3. Accident/disability insurance
According to the Ministry of Road Transport and Highways, approximately 1.6 lakh people lost their lives due to accidents in 2018 alone. The number of road accidents – and fatalities – has only been increasing with each passing year. This highlights the importance of purchasing an accident policy. Although it cannot avert accidents, it can help in reducing the financial burden caused due to an accident.
Accident insurance can be of two types. An individual accident insurance policy pays back the insured a sum of money in case of accidental death or permanent disabilities caused due to an accident. Group insurance, on the other hand, is generally availed of by employers to cover their employees. This provides comparatively limited benefits.
Let’s examine the coverage benefits of a personal accident policy:
- An accidental death insurance cover pays the nominee of the insured the entire sum in case of death or fatal injuries.
- A permanent total disability cover pays the insured a fixed amount of money if the accident results in total (and permanent) disability.
- A permanent partial disability cover pays a certain percentage of the amount if the accident results in partial (but permanent) disability.
- A temporary total disability cover enables the insured to receive a weekly allowance to compensate for the loss of earnings in case they are bedridden due to a temporary disability.
4. Insurance-cum-investment plans
In addition to providing financial security, insurance can also help you achieve financial goals. Consider opting for these plans to meet your financial goals.
- Whole-life policy – This policy guarantees benefits throughout the life of the insured, provided the premiums are honoured and the policy is not surrendered. In the event of the death of the policyholder, the nominees receive the sum assured.
- Unit-linked insurance plan – ULIPs are ideal for individuals with an appetite for risk. The company invests a fixed percentage of money in life insurance and the other percentage in equity markets according to your appetite for risk. The lock-in period for these plans is 5 years, but you might need to wait longer to achieve your financial goals. The amount paid towards premiums can be deducted from the yearly taxable income up to a maximum of Rs 1,50,000.

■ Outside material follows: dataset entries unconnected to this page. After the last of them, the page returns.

#[cfg(test)]
mod tests {
    use super::*;
    use crate::domain::models::types::OrderGroup;
    use chrono::{Duration, TimeZone};
    use rust_decimal_macros::dec;

    const MAKER: Uuid = Uuid::from_u128(0xA);
    const TAKER: Uuid = Uuid::from_u128(0xB);

    struct Fixture {
        engine: PairEngine,
        clock: Arc<crate::domain::models::clock::ManualClock>,
        journal: Arc<ExecutionJournal>,
    }

    fn setup() -> Fixture {
        let (ctx, clock) = EngineContext::deterministic(Utc.with_ymd_and_hms(2024, 3, 1, 12, 0, 0).unwrap());
        let pair = TradingPair {
            id: Uuid::from_u128(0x1000),
            base_asset: "BTC".into(),
            quote_asset: "USDT".into(),
            active: true,
        };
        let journal = Arc::new(ExecutionJournal::new());
        Fixture {
            engine: PairEngine::new(pair, dec!(0.001), journal.clone(), ctx),
            clock,
            journal,
        }
    }

    fn order(f: &Fixture, user: Uuid, kind: TradingOrderKind, side: Side, qty: Decimal) -> TradingOrder {
        let now = f.engine.ctx.now();
        TradingOrder {
            id: f.engine.ctx.next_id(),
            user_id: user,
            trading_pair_id: f.engine.pair.id,
            kind,
            side,
            quantity: qty,
            limit_price: None,
            stop_price: None,
            time_in_force: TimeInForce::Gtc,
            status: TradingOrderStatus::Pending,
            executed_quantity: Decimal::ZERO,
            avg_fill_price: None,
            group: None,
            trailing: None,
            sequence: 0,
            triggered_at: None,
            created_at: now,
            updated_at: now,
        }
    }

    fn limit(f: &Fixture, user: Uuid, side: Side, price: Decimal, qty: Decimal) -> TradingOrder {
        let mut o = order(f, user, TradingOrderKind::Limit, side, qty);
        o.limit_price = Some(price);
        o
    }

    #[test]
    fn test_market_buy_partially_consumes_resting_sell() {
        let mut f = setup();
        let maker = limit(&f, MAKER, Side::Sell, dec!(100), dec!(10));
        f.engine.submit(maker.clone()).unwrap();

        let taker = order(&f, TAKER, TradingOrderKind::Market, Side::Buy, dec!(4));
        let result = f.engine.submit(taker).unwrap();

        assert_eq!(result.executions.len(), 1);
        let exec = &result.executions[0];
        assert_eq!((exec.quantity, exec.price), (dec!(4), dec!(100)));
        assert_eq!(exec.fee, dec!(0.4));
        assert_eq!(exec.side, Side::Buy);

        let taker = result.processed_order.unwrap();
        assert_eq!(taker.status, TradingOrderStatus::Filled);
        assert_eq!(taker.avg_fill_price, Some(dec!(100)));

        let maker = f.engine.get(maker.id).unwrap();
        assert_eq!(maker.status, TradingOrderStatus::PartiallyFilled);
        assert_eq!(maker.executed_quantity, dec!(4));
        assert_eq!(f.journal.len(), 1);
    }

    #[test]
    fn test_price_then_time_priority_and_vwap() {
        let mut f = setup();
        let late_cheap = limit(&f, MAKER, Side::Sell, dec!(101), dec!(2));
        let early = limit(&f, MAKER, Side::Sell, dec!(102), dec!(2));
        let late = limit(&f, MAKER, Side::Sell, dec!(102), dec!(2));
        f.engine.submit(early.clone()).unwrap();
        f.engine.submit(late.clone()).unwrap();
        f.engine.submit(late_cheap.clone()).unwrap();

        let taker = order(&f, TAKER, TradingOrderKind::Market, Side::Buy, dec!(5));
        let result = f.engine.submit(taker).unwrap();

        let makers: Vec<_> = result.executions.iter().map(|e| e.maker_order_id).collect();
        assert_eq!(makers, vec![late_cheap.id, early.id, late.id]);

        let taker = result.processed_order.unwrap();
        // (101*2 + 102*2 + 102*1) / 5
        assert_eq!(taker.avg_fill_price, Some(dec!(101.6)));
        assert_eq!(f.engine.get(late.id).unwrap().executed_quantity, dec!(1));
    }

    #[test]
    fn test_market_order_without_liquidity_is_cancelled() {
        let mut f = setup();
        let taker = order(&f, TAKER, TradingOrderKind::Market, Side::Sell, dec!(1));
        let result = f.engine.submit(taker).unwrap();
        assert!(result.executions.is_empty());
        assert_eq!(result.processed_order.unwrap().status, TradingOrderStatus::Cancelled);
    }

    #[test]
    fn test_market_remainder_is_dropped() {
        let mut f = setup();
        f.engine.submit(limit(&f, MAKER, Side::Buy, dec!(99), dec!(1))).unwrap();
        let taker = order(&f, TAKER, TradingOrderKind::Market, Side::Sell, dec!(3));
        let result = f.engine.submit(taker.clone()).unwrap();

        let taker = result.processed_order.unwrap();
        assert_eq!(taker.status, TradingOrderStatus::PartiallyFilled);
        assert_eq!(taker.executed_quantity, dec!(1));
        assert!(!f.engine.is_open(&taker.id));
        assert!(f.engine.depth(10).bids.is_empty());
    }

    #[test]
    fn test_limit_orders_rest_without_crossing() {
        let mut f = setup();
        f.engine.submit(limit(&f, MAKER, Side::Sell, dec!(100), dec!(1))).unwrap();
        let result = f.engine.submit(limit(&f, TAKER, Side::Buy, dec!(105), dec!(1))).unwrap();
        assert!(result.executions.is_empty());
        assert_eq!(f.engine.depth(10).bids.len(), 1);
    }

    #[test]
    fn test_oco_fill_cancels_sibling() {
        let mut f = setup();
        let group = OrderGroup { id: Uuid::from_u128(0x6000), kind: OrderGroupKind::Oco, role: GroupRole::OcoLimit };
        let mut take_profit = limit(&f, MAKER, Side::Sell, dec!(110), dec!(2));
        take_profit.group = Some(group);
        let mut stop = order(&f, MAKER, TradingOrderKind::StopLoss, Side::Sell, dec!(2));
        stop.stop_price = Some(dec!(90));
        stop.group = Some(OrderGroup { role: GroupRole::OcoStop, ..group });
        f.engine.submit_group(vec![take_profit.clone(), stop.clone()]).unwrap();

        let result = f.engine.submit(order(&f, TAKER, TradingOrderKind::Market, Side::Buy, dec!(2))).unwrap();

        assert_eq!(f.engine.get(take_profit.id).unwrap().status, TradingOrderStatus::Filled);
        assert_eq!(f.engine.get(stop.id).unwrap().status, TradingOrderStatus::Cancelled);
        assert!(result.affected_orders.iter().any(|o| o.id == stop.id));

        // The cancelled stop never fires
        let tick = f.engine.on_price_tick(dec!(80)).unwrap();
        assert!(tick.triggered.is_empty());
    }

    #[test]
    fn test_stop_loss_triggers_into_market_order() {
        let mut f = setup();
        f.engine.submit(limit(&f, TAKER, Side::Buy, dec!(95), dec!(5))).unwrap();
        let mut stop = order(&f, MAKER, TradingOrderKind::StopLoss, Side::Sell, dec!(2));
        stop.stop_price = Some(dec!(96));
        f.engine.submit(stop.clone()).unwrap();

        assert!(f.engine.on_price_tick(dec!(97)).unwrap().triggered.is_empty());

        let result = f.engine.on_price_tick(dec!(96)).unwrap();
        assert_eq!(result.triggered.len(), 1);
        assert_eq!(result.executions.len(), 1);
        assert_eq!(result.executions[0].price, dec!(95));
        let stop = f.engine.get(stop.id).unwrap();
        assert_eq!(stop.status, TradingOrderStatus::Filled);
        assert!(stop.triggered_at.is_some());
    }

    #[test]
    fn test_stop_limit_rests_after_trigger() {
        let mut f = setup();
        let mut stop = order(&f, MAKER, TradingOrderKind::StopLimit, Side::Buy, dec!(1));
        stop.stop_price = Some(dec!(105));
        stop.limit_price = Some(dec!(106));
        f.engine.submit(stop.clone()).unwrap();

        f.engine.on_price_tick(dec!(105)).unwrap();
        assert!(f.engine.is_open(&stop.id));
        assert_eq!(f.engine.depth(5).bids[0].price, dec!(106));
    }

    #[test]
    fn test_trailing_stop_tracks_then_fires() {
        let mut f = setup();
        f.engine.submit(limit(&f, TAKER, Side::Buy, dec!(100), dec!(10))).unwrap();

        let mut trail = order(&f, MAKER, TradingOrderKind::TrailingStop, Side::Sell, dec!(1));
        trail.trailing = Some(TrailingState { offset: TrailingOffset::Amount(dec!(10)), best_price: Some(dec!(100)) });
        let placed = f.engine.submit(trail).unwrap().processed_order.unwrap();
        assert_eq!(placed.stop_price, Some(dec!(90)));

        let moved = f.engine.on_price_tick(dec!(120)).unwrap();
        assert_eq!(moved.affected_orders[0].stop_price, Some(dec!(110)));

        let fired = f.engine.on_price_tick(dec!(109)).unwrap();
        assert_eq!(fired.triggered.len(), 1);
        assert_eq!(f.engine.get(placed.id).unwrap().status, TradingOrderStatus::Filled);
    }

    #[test]
    fn test_gtd_orders_expire_on_tick() {
        let mut f = setup();
        let mut o = limit(&f, MAKER, Side::Sell, dec!(100), dec!(1));
        o.time_in_force = TimeInForce::Gtd(f.engine.ctx.now() + Duration::minutes(5));
        f.engine.submit(o.clone()).unwrap();

        f.clock.advance(Duration::minutes(6));
        let result = f.engine.on_price_tick(dec!(100)).unwrap();
        assert_eq!(result.affected_orders[0].status, TradingOrderStatus::Cancelled);
        assert!(f.engine.depth(5).asks.is_empty());
    }

    #[test]
    fn test_cancel_is_idempotent() {
        let mut f = setup();
        let o = limit(&f, MAKER, Side::Sell, dec!(100), dec!(1));
        f.engine.submit(o.clone()).unwrap();

        let first = f.engine.cancel(o.id).unwrap();
        assert_eq!(first.processed_order.unwrap().status, TradingOrderStatus::Cancelled);
        let second = f.engine.cancel(o.id).unwrap();
        assert!(second.is_empty());
        assert_eq!(f.engine.get(o.id).unwrap().status, TradingOrderStatus::Cancelled);
    }

    #[test]
    fn test_inactive_pair_rejects_orders() {
        let mut f = setup();
        f.engine.set_active(false);
        let err = f.engine.submit(limit(&f, MAKER, Side::Sell, dec!(1), dec!(1))).unwrap_err();
        assert_eq!(err, EngineError::PairInactive(f.engine.pair().id));
    }

    #[test]
    #[should_panic(expected = "would exceed quantity")]
    fn test_overfill_is_fatal() {
        let f = setup();
        let mut o = limit(&f, MAKER, Side::Sell, dec!(100), dec!(1));
        apply_fill(&mut o, dec!(1), dec!(100), Utc::now());
        apply_fill(&mut o, dec!(0.1), dec!(100), Utc::now());
    }

    #[test]
    fn test_fill_average_weights_by_quantity() {
        let f = setup();
        let mut o = limit(&f, MAKER, Side::Sell, dec!(100), dec!(4));
        assert_eq!(fill_average(&o, dec!(1), dec!(100)), Some(dec!(100)));
        apply_fill(&mut o, dec!(1), dec!(100), Utc::now());
        assert_eq!(fill_average(&o, dec!(3), dec!(104)), Some(dec!(103)));
    }

    #[test]
    fn test_out_of_range_notional_is_rejected_up_front() {
        let mut f = setup();
        let huge = Decimal::from(1_000_000_000_000_000i64);
        let err = f.engine.submit(limit(&f, MAKER, Side::Sell, huge, huge)).unwrap_err();

        assert!(matches!(err, EngineError::Validation(_)));
        assert!(f.engine.depth(5).asks.is_empty());
        assert!(f.journal.is_empty());
    }

    #[test]
    fn test_crossing_stops_before_a_fill_that_overflows() {
        let mut f = setup();
        let price = Decimal::from(500_000_000_000_000i64);
        let size = Decimal::from(100_000_000_000_000i64);
        let first = limit(&f, MAKER, Side::Sell, price, size);
        let second = limit(&f, MAKER, Side::Sell, price, size);
        f.engine.submit(first.clone()).unwrap();
        f.engine.submit(second.clone()).unwrap();

        // The second fill would push the taker's running notional past Decimal::MAX
        let taker = order(&f, TAKER, TradingOrderKind::Market, Side::Buy, size * dec!(2));
        let result = f.engine.submit(taker).unwrap();

        assert_eq!(result.executions.len(), 1);
        let taker = result.processed_order.unwrap();
        assert_eq!(taker.status, TradingOrderStatus::PartiallyFilled);
        assert_eq!(taker.executed_quantity, size);
        assert_eq!(taker.avg_fill_price, Some(price));

        assert_eq!(f.engine.get(first.id).unwrap().status, TradingOrderStatus::Filled);
        let second = f.engine.get(second.id).unwrap();
        assert_eq!(second.executed_quantity, Decimal::ZERO);
        assert_eq!(f.engine.depth(5).asks[0].volume, size);
        assert_eq!(f.journal.len(), 1);
        assert_eq!(f.journal.executed_quantity(first.id), size);
    }
}
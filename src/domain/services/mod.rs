pub mod dispute;
pub mod errors;
pub mod escrow;
pub mod events;
pub mod external;
pub mod lifecycle;
pub mod matching_engine;
pub mod orderbook;
pub mod p2p_service;
pub mod risk;
pub mod scheduler;
pub mod store;
pub mod trading_service;
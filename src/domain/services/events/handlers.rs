//--------------------------------------------------------------------------------------------------
// STRUCTS & TRAITS
//--------------------------------------------------------------------------------------------------
// | Name                    | Description                                       | Key Methods       |
// |-------------------------|---------------------------------------------------|-------------------|
// | EventHandler            | Trait for event handling                         | handle_event      |
// | EventLogger             | Bounded in-memory history of events              | get_history       |
// | PersistenceEventHandler | Appends events to rotating JSONL files           | write_event       |
// | SettlementForwarder     | Forwards P2P settlements to the ledger service   | handle_event      |
//--------------------------------------------------------------------------------------------------

use std::collections::VecDeque;
use std::path::{Path, PathBuf};
use std::sync::Arc;
use std::sync::atomic::{AtomicUsize, Ordering};

use chrono::Utc;
use tokio::io::AsyncWriteExt;
use tokio::sync::{Mutex, RwLock};
use tracing::{debug, error, info};

use super::event_types::{ALL_EVENT_TYPES, EngineEvent, EventError, EventResult};
use crate::domain::models::types::ExecutionKind;
use crate::domain::services::external::LedgerService;

/// Event handler trait for processing events
#[async_trait::async_trait]
pub trait EventHandler: Send + Sync {
    /// Returns the types of events this handler processes
    fn event_types(&self) -> Vec<&'static str>;

    /// Processes an event
    async fn handle_event(&self, event: EngineEvent) -> EventResult<()>;
}

/// A simple in-memory event logger for debugging
pub struct EventLogger {
    /// Maximum number of events to keep in history
    max_history: usize,
    history: RwLock<VecDeque<EngineEvent>>,
}

impl EventLogger {
    pub fn new(max_history: usize) -> Self {
        Self {
            max_history,
            history: RwLock::new(VecDeque::with_capacity(max_history)),
        }
    }

    /// Returns the event history, oldest first
    pub async fn get_history(&self) -> Vec<EngineEvent> {
        self.history.read().await.iter().cloned().collect()
    }
}

#[async_trait::async_trait]
impl EventHandler for EventLogger {
    fn event_types(&self) -> Vec<&'static str> {
        ALL_EVENT_TYPES.to_vec()
    }

    async fn handle_event(&self, event: EngineEvent) -> EventResult<()> {
        info!("event {}", event.event_type());
        let mut history = self.history.write().await;

        if history.len() >= self.max_history {
            history.pop_front();
        }
        history.push_back(event);

        Ok(())
    }
}

/// Writes events as JSON lines, rotating to a new file every `max_events_per_file` events.
pub struct PersistenceEventHandler {
    output_dir: PathBuf,
    current_file: Mutex<Option<tokio::fs::File>>,
    max_events_per_file: usize,
    /// Events written to the current file
    event_count: AtomicUsize,
    /// Files opened so far, keeps names unique within one millisecond
    file_seq: AtomicUsize,
}

impl PersistenceEventHandler {
    pub fn new<P: AsRef<Path>>(output_dir: P, max_events_per_file: usize) -> std::io::Result<Self> {
        let path = output_dir.as_ref().to_path_buf();

        if !path.exists() {
            std::fs::create_dir_all(&path)?;
        }

        Ok(Self {
            output_dir: path,
            current_file: Mutex::new(None),
            max_events_per_file: max_events_per_file.max(1),
            event_count: AtomicUsize::new(0),
            file_seq: AtomicUsize::new(0),
        })
    }

    async fn open_new_file(&self) -> std::io::Result<tokio::fs::File> {
        let timestamp = Utc::now().format("%Y%m%d_%H%M%S_%3f");
        let seq = self.file_seq.fetch_add(1, Ordering::SeqCst);
        let path = self.output_dir.join(format!("events_{}_{:04}.jsonl", timestamp, seq));

        debug!("Opening new event file: {:?}", path);

        let file = tokio::fs::File::create(path).await?;
        self.event_count.store(0, Ordering::SeqCst);

        Ok(file)
    }

    async fn write_event(&self, event: &EngineEvent) -> std::io::Result<()> {
        let mut file_guard = self.current_file.lock().await;

        if file_guard.is_none() || self.event_count.load(Ordering::SeqCst) >= self.max_events_per_file {
            *file_guard = Some(self.open_new_file().await?);
        }
        let Some(file) = file_guard.as_mut() else {
            return Err(std::io::Error::other("no open event file"));
        };

        let json = serde_json::to_string(event)?;
        file.write_all(json.as_bytes()).await?;
        file.write_all(b"\n").await?;
        file.flush().await?;

        self.event_count.fetch_add(1, Ordering::SeqCst);
        Ok(())
    }
}

#[async_trait::async_trait]
impl EventHandler for PersistenceEventHandler {
    fn event_types(&self) -> Vec<&'static str> {
        ALL_EVENT_TYPES.to_vec()
    }

    async fn handle_event(&self, event: EngineEvent) -> EventResult<()> {
        self.write_event(&event).await.map_err(|e| {
            error!("Failed to persist event: {}", e);
            EventError::ProcessingError(format!("Failed to persist event: {}", e))
        })
    }
}

/// Hands P2P settlement executions to the external ledger/wallet service.
pub struct SettlementForwarder {
    ledger: Arc<dyn LedgerService>,
}

impl SettlementForwarder {
    pub fn new(ledger: Arc<dyn LedgerService>) -> Self {
        Self { ledger }
    }
}

#[async_trait::async_trait]
impl EventHandler for SettlementForwarder {
    fn event_types(&self) -> Vec<&'static str> {
        vec!["TradeExecuted"]
    }

    async fn handle_event(&self, event: EngineEvent) -> EventResult<()> {
        let EngineEvent::TradeExecuted { execution, .. } = event else {
            return Ok(());
        };
        if execution.kind != ExecutionKind::P2pSettlement {
            return Ok(());
        }

        self.ledger
            .record_settlement(&execution)
            .await
            .map_err(|e| EventError::ProcessingError(e.to_string()))
    }
}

Related: Why do ‘I’ need life insurance?
5. Mobile insurance
Consider opting for a mobile insurance policy if you are planning to purchase a high-end mobile phone. It protects against various factors that can cause damage to your phone. Two issues commonly included under a mobile insurance policy are:
- Damage caused to internal parts of the phone due to water seepage
- Theft of the device from a locked vehicle or room.
6. Motor insurance
According to The Motor Vehicles Act, 1988, it is mandatory for a vehicle owner to obtain third-party insurance before they can drive on Indian roads. The owner's licence can be suspended if they fail to obtain/renew their motor insurance policy.
Motor insurance can be either third-party or comprehensive. The former covers the liability suffered by a third party as a result of an accident caused by the insurer while using their vehicle. Comprehensive motor insurance protects the interests of the policyholder as well as the third party against any loss or damage caused due to an accident.
You can also opt for a personal accident add-on cover that protects your interests in case of an accident that results in death or permanent total disability.
It is vital to have a clear understanding of your financial requirements and do proper research before you purchase an insurance policy. Take a look at the importance of insurance to understand why buying different types of insurance policies during your 20s is a good idea.
Disclaimer: This article is intended for general information purposes only and should not be construed as investment or tax or legal advice. You should separately obtain independent advice when making decisions in these areas.